The parties hereby agree to amend the Agreement as follows:
1. SCOPE OF AMENDMENT. Except as amended herein, the Agreement shall remain in
full force and effect according to its terms. In case of a conflict between a
provision of this Amendment and a provision or provisions of the Agreement, the
provision of this Amendment shall control. Except as specifically set forth
herein, all terms used in this Amendment shall have the meanings attributed to
them in the Agreement.
2. REPRESENTATIONS AND WARRANTIES OF PACE. The following new Section 3(bb) is
hereby added to the Agreement:
3(bb) JRS Clinical Technologies. Pursuant to a Purchase Agreement dated October
18, 1993 as thereafter amended ("Purchase Agreement") by and between Health Care
Expert Systems ("HCES") and JRS Clinical Technologies, Inc. ("JRS"), HCES (which
subsequently became, and shall hereafter be referred to within this paragraph
as, PACE) acquired certain rights from JRS, including royalty-free rights to
use, modify and license the use of certain JRS "Software" and "Documentation,"
and to use and modify the "Source Code" (as those terms are defined and used in
the Purchase Agreement). The JRS Software, Documentation and Source Code form a
substantial basis of PACE's Clinical Information System ("CIS") product line,
but no more than approximately ten percent (with an estimated range of between
five to fifteen percent) of the source code, executable code and associated
written documentation of PACE's Case Management System ("CMS") product line.

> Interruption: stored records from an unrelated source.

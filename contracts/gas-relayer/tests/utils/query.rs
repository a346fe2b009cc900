use cosmwasm_std::testing::mock_env;
use cosmwasm_std::{from_json, Addr, Deps, HexBinary, Uint128};
use gas_relayer::contract::query;
use gas_relayer::msg::{ConfigResponse, QueryMsg};
use lz_endpoint_api::ChainId;
use relayer_wasm_std::error::ContractError;

pub fn query_estimate_fee_relay(
    deps: Deps,
    destination_chain_id: ChainId,
    recipient: HexBinary,
) -> Result<Uint128, ContractError> {
    let bin = query(
        deps,
        mock_env(),
        QueryMsg::EstimateFeeRelay {
            destination_chain_id,
            recipient,
        },
    )?;
    Ok(from_json(bin)?)
}

pub fn query_config(deps: Deps) -> Result<ConfigResponse, ContractError> {
    let bin = query(deps, mock_env(), QueryMsg::Config)?;
    Ok(from_json(bin)?)
}

pub fn query_trusted_remote(
    deps: Deps,
    chain_id: ChainId,
) -> Result<Option<HexBinary>, ContractError> {
    let bin = query(deps, mock_env(), QueryMsg::TrustedRemote { chain_id })?;
    Ok(from_json(bin)?)
}

pub fn query_failed_message(
    deps: Deps,
    src_chain_id: ChainId,
    src_address: HexBinary,
    nonce: u64,
) -> Result<Option<HexBinary>, ContractError> {
    let bin = query(
        deps,
        mock_env(),
        QueryMsg::FailedMessage {
            src_chain_id,
            src_address,
            nonce,
        },
    )?;
    Ok(from_json(bin)?)
}

pub fn query_admin(deps: Deps) -> Result<Addr, ContractError> {
    let bin = query(deps, mock_env(), QueryMsg::Admin)?;
    Ok(from_json(bin)?)
}

pub fn query_relays_sent(deps: Deps) -> Result<u64, ContractError> {
    let bin = query(deps, mock_env(), QueryMsg::RelaysSent)?;
    Ok(from_json(bin)?)
}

Approximately ninety percent (with an estimated range of between eighty-five to
ninety-five percent) of the source code, executable code and associated
documentation to PACE's CMS product line is original to PACE and, thus, the CMS
product line does not constitute an "update," "enhancement," "addition" or
"modification" (as those terms are used in the Purchase Agreement) to the JRS
Software, Documentation or Source Code. Except with respect to PACE's CIS and
CMS products as set forth above, no part of the JRS Software, Documentation and
Source Code was used to create, and are not included in, any other PACE product
that is part of the Acquired Assets under this Agreement.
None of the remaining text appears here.